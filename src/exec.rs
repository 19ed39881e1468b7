//! The seam to whatever actually runs statements.
//!
//! Nothing in this crate talks to a server. An [Executor] gets one complete
//!  statement at a time and reports rows, a change count or an error.

use std::{fmt, io::Write};

use thiserror::Error;
use tracing::debug;

/// Server error codes the session reacts to.
#[derive(Debug, Clone, Copy, PartialEq, Eq)]
pub enum ErrorCode {
    /// `ER_LOCK_DEADLOCK`
    LockDeadlock,
    /// `ER_UPDATE_WITHOUT_KEY_IN_SAFE_MODE`
    UpdateWithoutKeyInSafeMode,
    Other(u32),
}

impl ErrorCode {
    pub fn from_code(code: u32) -> Self {
        match code {
            1213 => ErrorCode::LockDeadlock,
            1175 => ErrorCode::UpdateWithoutKeyInSafeMode,
            other => ErrorCode::Other(other),
        }
    }

    pub fn code(self) -> u32 {
        match self {
            ErrorCode::LockDeadlock => 1213,
            ErrorCode::UpdateWithoutKeyInSafeMode => 1175,
            ErrorCode::Other(code) => code,
        }
    }
}

impl fmt::Display for ErrorCode {
    fn fmt(&self, f: &mut fmt::Formatter<'_>) -> fmt::Result {
        write!(f, "{}", self.code())
    }
}

#[derive(Debug, Clone, PartialEq, Eq, Error)]
#[error("SQL error {code}: {message}")]
pub struct ExecError {
    pub code: ErrorCode,
    pub message: String,
}

impl ExecError {
    pub fn new(code: u32, message: impl Into<String>) -> Self {
        Self {
            code: ErrorCode::from_code(code),
            message: message.into(),
        }
    }
}

/// Already-decoded rows. Rendering them is someone else's job.
#[derive(Debug, Clone, Default, PartialEq, Eq)]
pub struct ResultSet {
    pub columns: Vec<String>,
    pub rows: Vec<Vec<Option<String>>>,
}

#[derive(Debug, Clone, PartialEq, Eq)]
pub enum Outcome {
    Rows(ResultSet),
    Changed { affected: u64, insert_id: u64 },
}

pub trait Executor {
    fn execute(&mut self, sql: &str) -> Result<Outcome, ExecError>;
}

impl<E: Executor + ?Sized> Executor for &mut E {
    fn execute(&mut self, sql: &str) -> Result<Outcome, ExecError> {
        (**self).execute(sql)
    }
}

/// Prints each statement instead of running it. Every statement "changes"
///  nothing.
#[derive(Debug)]
pub struct DryRun<W> {
    out: W,
}

impl<W: Write> DryRun<W> {
    pub fn new(out: W) -> Self {
        Self { out }
    }

    pub fn into_inner(self) -> W {
        self.out
    }
}

impl<W: Write> Executor for DryRun<W> {
    fn execute(&mut self, sql: &str) -> Result<Outcome, ExecError> {
        debug!(sql, "dry run");
        writeln!(self.out, "{sql}").map_err(|e| ExecError::new(0, e.to_string()))?;
        Ok(Outcome::Changed {
            affected: 0,
            insert_id: 0,
        })
    }
}
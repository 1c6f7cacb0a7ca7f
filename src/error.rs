use thiserror::Error;

/// Main error type for the orchestrator
#[derive(Error, Debug)]
pub enum VigilError {
    // Configuration errors
    #[error("Configuration error: {0}")]
    Config(#[from] config::ConfigError),

    #[error("Invalid configuration: {}", .0.join("; "))]
    InvalidConfig(Vec<String>),

    // Database errors
    #[error("Database error: {0}")]
    Database(#[from] sqlx::Error),

    // Network errors
    #[error("HTTP request error: {0}")]
    Http(#[from] reqwest::Error),

    #[error("Invalid URL: {0}")]
    Url(#[from] url::ParseError),

    // Serialization errors
    #[error("JSON serialization error: {0}")]
    Json(#[from] serde_json::Error),

    // Registry errors
    #[error("Dependency not found: {0}")]
    DependencyNotFound(String),

    #[error("Dependency already registered: {0}")]
    DependencyExists(String),

    // Remediation errors
    #[error("Remediation already in progress for {0}")]
    RemediationInProgress(String),

    #[error("Invalid remediation action: {0}")]
    InvalidAction(String),

    #[error("Executor error: {0}")]
    Executor(String),

    // IO errors
    #[error("IO error: {0}")]
    Io(#[from] std::io::Error),

    // Generic errors
    #[error("Internal error: {0}")]
    Internal(String),

    #[error("Operation cancelled")]
    Cancelled,

    #[error("{0}")]
    Other(#[from] anyhow::Error),
}

/// Result type alias for VigilError
pub type Result<T> = std::result::Result<T, VigilError>;
use serde::{Deserialize, Serialize};
use std::time::Duration;
use url::Url;

use crate::error::{Result, VigilError};

/// Default bound on a single liveness probe
pub const DEFAULT_PROBE_TIMEOUT: Duration = Duration::from_secs(10);

/// Default latency above which a 2xx answer counts as degraded
pub const DEFAULT_DEGRADED_LATENCY: Duration = Duration::from_secs(5);

/// Static description of one monitored dependency.
///
/// Descriptors are built once from configuration (or a registration
/// request) and never mutated; re-registering a dependency replaces the
/// whole descriptor.
#[derive(Debug, Clone, PartialEq, Eq, Serialize, Deserialize)]
pub struct DependencyDescriptor {
    /// Unique key, e.g. `embedding-service`
    pub name: String,
    /// Full URL of the health endpoint
    pub endpoint: Url,
    /// Probe timeout
    #[serde(rename = "timeout_ms", with = "super::duration_ms")]
    pub timeout: Duration,
    /// 2xx responses slower than this are classified as degraded
    #[serde(rename = "degraded_latency_ms", with = "super::duration_ms")]
    pub degraded_latency: Duration,
}

impl DependencyDescriptor {
    /// Create a descriptor with default probe settings
    pub fn new(name: impl Into<String>, endpoint: Url) -> Self {
        Self {
            name: name.into(),
            endpoint,
            timeout: DEFAULT_PROBE_TIMEOUT,
            degraded_latency: DEFAULT_DEGRADED_LATENCY,
        }
    }

    /// Parse a service URL into a descriptor.
    ///
    /// A bare base URL (`http://storage-service:8004`) is pointed at its
    /// `/health` endpoint; a URL with an explicit path is used as-is.
    pub fn parse(name: impl Into<String>, url: &str) -> Result<Self> {
        let name = name.into();
        if name.trim().is_empty() {
            return Err(VigilError::InvalidConfig(vec![
                "dependency name must not be empty".to_string(),
            ]));
        }

        let mut endpoint = Url::parse(url)?;
        if !matches!(endpoint.scheme(), "http" | "https") {
            return Err(VigilError::InvalidConfig(vec![format!(
                "dependency {} must use http or https, got {}",
                name,
                endpoint.scheme()
            )]));
        }
        if endpoint.path().is_empty() || endpoint.path() == "/" {
            endpoint.set_path("/health");
        }

        Ok(Self::new(name, endpoint))
    }

    pub fn with_timeout(mut self, timeout: Duration) -> Self {
        self.timeout = timeout;
        self
    }

    pub fn with_degraded_latency(mut self, latency: Duration) -> Self {
        self.degraded_latency = latency;
        self
    }
}
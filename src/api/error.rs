use axum::{
    http::StatusCode,
    response::{IntoResponse, Response},
    Json,
};
use tracing::error;

use crate::api::types::ErrorResponse;
use crate::error::VigilError;

impl VigilError {
    pub fn status_code(&self) -> StatusCode {
        match self {
            VigilError::DependencyNotFound(_) => StatusCode::NOT_FOUND,
            VigilError::DependencyExists(_) | VigilError::RemediationInProgress(_) => {
                StatusCode::CONFLICT
            }
            VigilError::InvalidAction(_)
            | VigilError::InvalidConfig(_)
            | VigilError::Url(_)
            | VigilError::Json(_) => StatusCode::BAD_REQUEST,
            _ => StatusCode::INTERNAL_SERVER_ERROR,
        }
    }
}

impl IntoResponse for VigilError {
    fn into_response(self) -> Response {
        let status = self.status_code();
        if status.is_server_error() {
            error!("API request failed: {}", self);
        }
        (
            status,
            Json(ErrorResponse {
                error: self.to_string(),
            }),
        )
            .into_response()
    }
}
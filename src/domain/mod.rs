pub mod dependency;
pub mod health;
pub mod remediation;

pub use dependency::*;
pub use health::*;
pub use remediation::*;

/// Serde helpers for `Duration` fields exposed as integer milliseconds.
pub(crate) mod duration_ms {
    use serde::{Deserialize, Deserializer, Serializer};
    use std::time::Duration;

    pub fn serialize<S: Serializer>(value: &Duration, serializer: S) -> Result<S::Ok, S::Error> {
        serializer.serialize_u64(value.as_millis() as u64)
    }

    pub fn deserialize<'de, D: Deserializer<'de>>(deserializer: D) -> Result<Duration, D::Error> {
        let ms = u64::deserialize(deserializer)?;
        Ok(Duration::from_millis(ms))
    }
}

• • • •

▸ WORK INSTRUCTIONS
Where does the word "const" occur in the data? Copy every line that has it.

▸ YOUR RESPONSE
pub const DEFAULT_PROBE_TIMEOUT: Duration = Duration::from_secs(10);
pub const DEFAULT_DEGRADED_LATENCY: Duration = Duration::from_secs(5);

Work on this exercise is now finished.